Une pandémie qui s’éternise et tue avec toujours autant, sinon plus, d’efficacité, finit par faire partie du paysage. Elle intéresse toujours les gens dont le métier est de s’intéresser aux pandémies, les autres, ceux qui ont des tas d’autres choses à faire finissent par ne plus voir ce détail de la vie courante. Détail mortel, comme tant d’autres, mais détail car, les grandes émotions, les grands enthousiasmes, les grands moments d’affliction durent autant que les roses. Ils consomment trop d’énergie pour s’inscrire dans le temps long. Encore heureux s’ils continuent leurs existences exceptionnelles dans des œuvres exceptionnelles, poèmes, peintures ou musiques.

 

Grâce à elles, on ressentira pendant quelques instants des intensités émotionnelles oubliées.

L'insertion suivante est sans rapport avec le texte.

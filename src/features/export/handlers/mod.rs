pub mod export_handler;

pub use export_handler::{__path_export_data, export_data};
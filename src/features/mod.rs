pub mod export;
pub mod files;
pub mod tutorials;
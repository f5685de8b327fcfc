use axum::body::Bytes;
use std::sync::Arc;
use tracing::{debug, info};
use uuid::Uuid;
use validator::Validate;

use crate::core::config::UploadConfig;
use crate::core::error::{AppError, Result};
use crate::features::files::dtos::{file_extension, CreateFileDto, FileResponseDto};
use crate::features::files::models::File;
use crate::modules::storage::Storage;

/// Service for calibration file operations
pub struct FileService {
    storage: Arc<dyn Storage>,
    upload: UploadConfig,
}

impl FileService {
    pub fn new(storage: Arc<dyn Storage>, upload: UploadConfig) -> Self {
        Self { storage, upload }
    }

    pub fn max_file_size(&self) -> usize {
        self.upload.max_file_size
    }

    /// Check an uploaded file name against the allowed extensions
    ///
    /// # Returns
    /// The lowercase extension, used as the record's `file_type`
    pub fn check_file_name(&self, file_name: &str) -> Result<String> {
        match file_extension(file_name) {
            Some(ext) if self.upload.allowed_extensions.contains(&ext) => Ok(ext),
            _ => Err(AppError::BadRequest(format!(
                "Invalid file type. Allowed types: {}",
                self.upload
                    .allowed_extensions
                    .iter()
                    .map(|e| format!(".{}", e))
                    .collect::<Vec<_>>()
                    .join(", ")
            ))),
        }
    }

    /// Reject payloads above the configured limit
    pub fn check_size(&self, size: usize) -> Result<()> {
        if size > self.upload.max_file_size {
            return Err(AppError::BadRequest(format!(
                "File too large. Maximum size is {} bytes ({} MB)",
                self.upload.max_file_size,
                self.upload.max_file_size / 1024 / 1024
            )));
        }
        Ok(())
    }

    /// Validate and store an uploaded file
    ///
    /// # Arguments
    /// * `dto` - Metadata assembled from the multipart form
    /// * `payload` - The file content
    pub async fn upload(&self, dto: CreateFileDto, payload: Bytes) -> Result<FileResponseDto> {
        dto.validate()?;
        self.check_size(payload.len())?;

        let file = self.storage.create_file(dto.into(), payload).await?;

        info!(
            "File stored: id={}, name={}, model={}, motor={}, size={}",
            file.id, file.original_name, file.bmw_model, file.motor, file.file_size
        );

        Ok(file.into())
    }

    /// List files newest first, optionally restricted to one BMW model
    pub async fn list(&self, model: Option<&str>) -> Result<Vec<FileResponseDto>> {
        let files = match model {
            Some(model) => self.storage.list_files_by_model(model).await?,
            None => self.storage.list_files().await?,
        };

        debug!("Listing {} files (model filter: {:?})", files.len(), model);

        Ok(files.into_iter().map(Into::into).collect())
    }

    /// Fetch a file record together with its payload
    pub async fn download(&self, id: Uuid) -> Result<(File, Bytes)> {
        let file = self
            .storage
            .get_file(id)
            .await?
            .ok_or_else(|| AppError::NotFound("File not found".to_string()))?;

        let content = self
            .storage
            .get_file_content(id)
            .await?
            .ok_or_else(|| AppError::NotFound("File content not found".to_string()))?;

        Ok((file, content))
    }

    /// Delete a file and its payload
    pub async fn delete(&self, id: Uuid) -> Result<()> {
        if !self.storage.delete_file(id).await? {
            return Err(AppError::NotFound("File not found".to_string()));
        }

        info!("File deleted: id={}", id);
        Ok(())
    }
}
//! Storage module for calibration files and tutorials
//!
//! Defines the storage contract shared by all feature services and the
//! process-memory implementation used by the server. Records and payloads
//! live only as long as the process.

mod error;
mod identity;
mod memory;

use async_trait::async_trait;
use axum::body::Bytes;
use uuid::Uuid;

use crate::features::files::models::{File, NewFile};
use crate::features::tutorials::models::{NewTutorial, Tutorial};

pub use error::StorageError;
pub use identity::{IdentityProvider, SystemIdentity};
pub use memory::MemStorage;

pub type StorageResult<T> = std::result::Result<T, StorageError>;

/// Storage contract for file records, their payloads, and tutorials.
///
/// List operations return records newest first. A file record and its
/// payload are created and removed together.
#[async_trait]
pub trait Storage: Send + Sync {
    /// Store a new file record together with its payload bytes
    async fn create_file(&self, file: NewFile, payload: Bytes) -> StorageResult<File>;

    async fn list_files(&self) -> StorageResult<Vec<File>>;

    /// Files whose `bmw_model` equals `model` exactly
    async fn list_files_by_model(&self, model: &str) -> StorageResult<Vec<File>>;

    async fn get_file(&self, id: Uuid) -> StorageResult<Option<File>>;

    async fn get_file_content(&self, id: Uuid) -> StorageResult<Option<Bytes>>;

    /// Remove a file record and its payload. Returns whether the record existed.
    async fn delete_file(&self, id: Uuid) -> StorageResult<bool>;

    async fn create_tutorial(&self, tutorial: NewTutorial) -> StorageResult<Tutorial>;

    async fn list_tutorials(&self) -> StorageResult<Vec<Tutorial>>;

    async fn list_tutorials_by_category(&self, category: &str) -> StorageResult<Vec<Tutorial>>;

    async fn delete_tutorial(&self, id: Uuid) -> StorageResult<bool>;
}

Comme une recharge énergétique, afin de pouvoir revivre en un éclair, un déferlement instantané d’émotions violentes d’autrefois. Une fois que c’est passé, on passe à autre chose, les vacances à planifier, l’école des enfants et quelques masques pour les gestes barrière.

 

« On s’habitue à tout » aux pandémies comme au reste.

 

Alors que les morts s’ajoutent aux morts, aboutissements sans grand intérêt de vies banales, quelques décès contrastent et, au sein de cette affaire grisâtre, on parvient, ici ou là, à glisser un peu de brillant. La mort du Duke, par exemple, vient comme une bulle de lumière éclater au-dessus d’une sombre mélasse. Il y a quelques jours, c’était la mort de Madoff. On ne peut pas comparer, ce serait malséant. Pourtant, Madoff n’est pas un mort ordinaire. C’est presque un mort de conte de fée. Comme celle du Duke, la mort de Madoff, rompt la banalité des morts pandémiques. Il a été une pandémie à lui tout seul (pas le Duke). C’était avant les crypto-monnaies, les bitcoins et les autres choses automatiques et informatiques.

 

 

Cette mort marquerait-elle la fin des désastres bricolés et artisanaux ? Peut-être la mort des catastrophes du genre covid ? Demain, les catastrophes viendraient, sans prévenir, au hasard des machines programmées pour tout prévoir. Et « Liker » ou « disliker » ne serviront de rien. Le mieux sera de débrancher.